Recovery lags: IMF economist Vitor Gaspar said that uneven recoveries in lower-income countries, along with declines in nominal gross domestic product, are driving up the debt-to-GDP ratio. “I worry that in the medium term, this group of countries as a whole is not expected to recover to [a] pre-COVID-19 growth path,” he said during the panel discussion.
“The challenge at this point in time looks much more difficult than what it did pre-COVID. So, it’s another element of [the need for] urgency for global action to attain the Sustainable Development Goals by 2030,” Gaspar said.
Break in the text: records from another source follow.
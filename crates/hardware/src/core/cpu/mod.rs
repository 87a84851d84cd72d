//! CPU Core Definition and Initialization.
//!
//! This module defines the `Cpu` structure, which holds the privileged state of one hart.
//! It coordinates the following:
//! 1. **State Management:** Privilege level, CSR storage, counters, and program counter.
//! 2. **Transient Trap State:** Pending cause, bad address, and wait-for-interrupt flag.
//! 3. **Interrupt Sharing:** The `mip` handle devices use to assert interrupt lines.
//! 4. **System Integration:** The `Platform` through which translation and block caches
//!    are reached.
//!
//! Fields are private: the dispatch loop mutates hart state only through CSR access,
//! trap raising, and privilege transitions.

/// Control and Status Register access and dispatch.
pub mod csr;

/// MMU-fault bridge between the page-table walker and the exception raiser.
pub mod memory;

/// Exception raising and privilege transitions.
pub mod trap;

use std::fmt;

use crate::common::CpuResult;
use crate::config::{Config, Xlen};
use crate::core::arch::counter::Counters;
use crate::core::arch::csr::Csrs;
use crate::core::arch::interrupt::PendingInterrupts;
use crate::core::arch::mode::PrivilegeMode;
use crate::isa::privileged::cause::Exception;
use crate::soc::Platform;

pub use self::csr::CsrOp;

/// Privileged state of one hart.
pub struct Cpu {
    privilege: PrivilegeMode,
    csrs: Csrs,
    mip: PendingInterrupts,
    counters: Counters,
    pc: u64,
    exception_index: Option<Exception>,
    badaddr: u64,
    wfi: bool,
    xlen: Xlen,
    max_isa: u64,
    phys_addr_bits: u32,
    hart_id: u64,
    platform: Box<dyn Platform>,
}

impl Cpu {
    /// Creates a hart in its reset state.
    ///
    /// `misa` starts at the configured maximum ISA and every other CSR at zero.
    ///
    /// # Arguments
    ///
    /// * `config` - Hart parameters; see [`Config::validate`].
    /// * `platform` - The emulator services this hart calls out to.
    ///
    /// # Errors
    ///
    /// Returns a fatal unwind if the configured reset privilege is above Machine.
    pub fn new(config: &Config, platform: Box<dyn Platform>) -> CpuResult<Self> {
        let privilege = PrivilegeMode::from_raw(config.reset_privilege_raw())?;
        let max_isa = config.max_isa();
        tracing::debug!(
            hart = config.hart_id,
            xlen = config.xlen.bits(),
            misa = format_args!("{max_isa:#x}"),
            %privilege,
            "hart reset"
        );
        Ok(Self {
            privilege,
            csrs: Csrs::new(max_isa),
            mip: PendingInterrupts::new(),
            counters: Counters::default(),
            pc: 0,
            exception_index: None,
            badaddr: 0,
            wfi: false,
            xlen: config.xlen,
            max_isa,
            phys_addr_bits: config.phys_addr_bits(),
            hart_id: config.hart_id,
            platform,
        })
    }

    /// Returns the current privilege level.
    pub const fn privilege(&self) -> PrivilegeMode {
        self.privilege
    }

    /// Returns the CSR storage, for inspection by the dispatch loop and debuggers.
    pub const fn csrs(&self) -> &Csrs {
        &self.csrs
    }

    /// Returns the register width of this hart.
    pub const fn xlen(&self) -> Xlen {
        self.xlen
    }

    /// Returns the hart number.
    pub const fn hart_id(&self) -> u64 {
        self.hart_id
    }

    /// Returns the address of the instruction being executed.
    pub const fn pc(&self) -> u64 {
        self.pc
    }

    /// Records the address of the instruction about to execute.
    ///
    /// Traps raised by CSR access control are sited at this address.
    pub const fn set_pc(&mut self, pc: u64) {
        self.pc = pc;
    }

    /// Returns the pending exception cause, if one was raised and not yet taken.
    pub const fn exception_index(&self) -> Option<Exception> {
        self.exception_index
    }

    /// Takes the pending exception cause, leaving none pending.
    pub const fn take_exception(&mut self) -> Option<Exception> {
        self.exception_index.take()
    }

    /// Returns the faulting address recorded with the last exception.
    pub const fn badaddr(&self) -> u64 {
        self.badaddr
    }

    /// Returns `true` while the hart is parked by `wfi`.
    pub const fn is_waiting_for_interrupt(&self) -> bool {
        self.wfi
    }

    /// Returns a handle to this hart's pending-interrupt register for devices.
    pub fn pending_interrupts(&self) -> PendingInterrupts {
        self.mip.clone()
    }

    /// Advances the raw counter by `count` retired instructions.
    pub const fn retire(&mut self, count: u64) {
        self.counters.retire(count);
    }

    /// Returns the raw instruction count since reset, ignoring counter writes.
    pub const fn raw_instruction_count(&self) -> u64 {
        self.counters.raw()
    }
}

impl fmt::Debug for Cpu {
    fn fmt(&self, f: &mut fmt::Formatter<'_>) -> fmt::Result {
        f.debug_struct("Cpu")
            .field("hart_id", &self.hart_id)
            .field("xlen", &self.xlen)
            .field("privilege", &self.privilege)
            .field("pc", &format_args!("{:#x}", self.pc))
            .field("exception_index", &self.exception_index)
            .field("badaddr", &format_args!("{:#x}", self.badaddr))
            .field("wfi", &self.wfi)
            .field("mip", &format_args!("{:#x}", self.mip.load()))
            .field("csrs", &self.csrs)
            .field("counters", &self.counters)
            .finish_non_exhaustive()
    }
}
Lower-income countries are facing the compounded threat of inflation, higher interest rates, the spread of the coronavirus, and the end of the Debt Service Suspension Initiative under the G-20 group of nations, he noted.
No debt relief: Reinhart said she is “pessimistic” about the chances for a swift restructuring of debt, saying creditors did not want to take “haircuts.” She warned that the protracted battle ahead would leave lower-income countries worse off.
“Unresolved debt problems are rather poisonous for economic growth,” she said.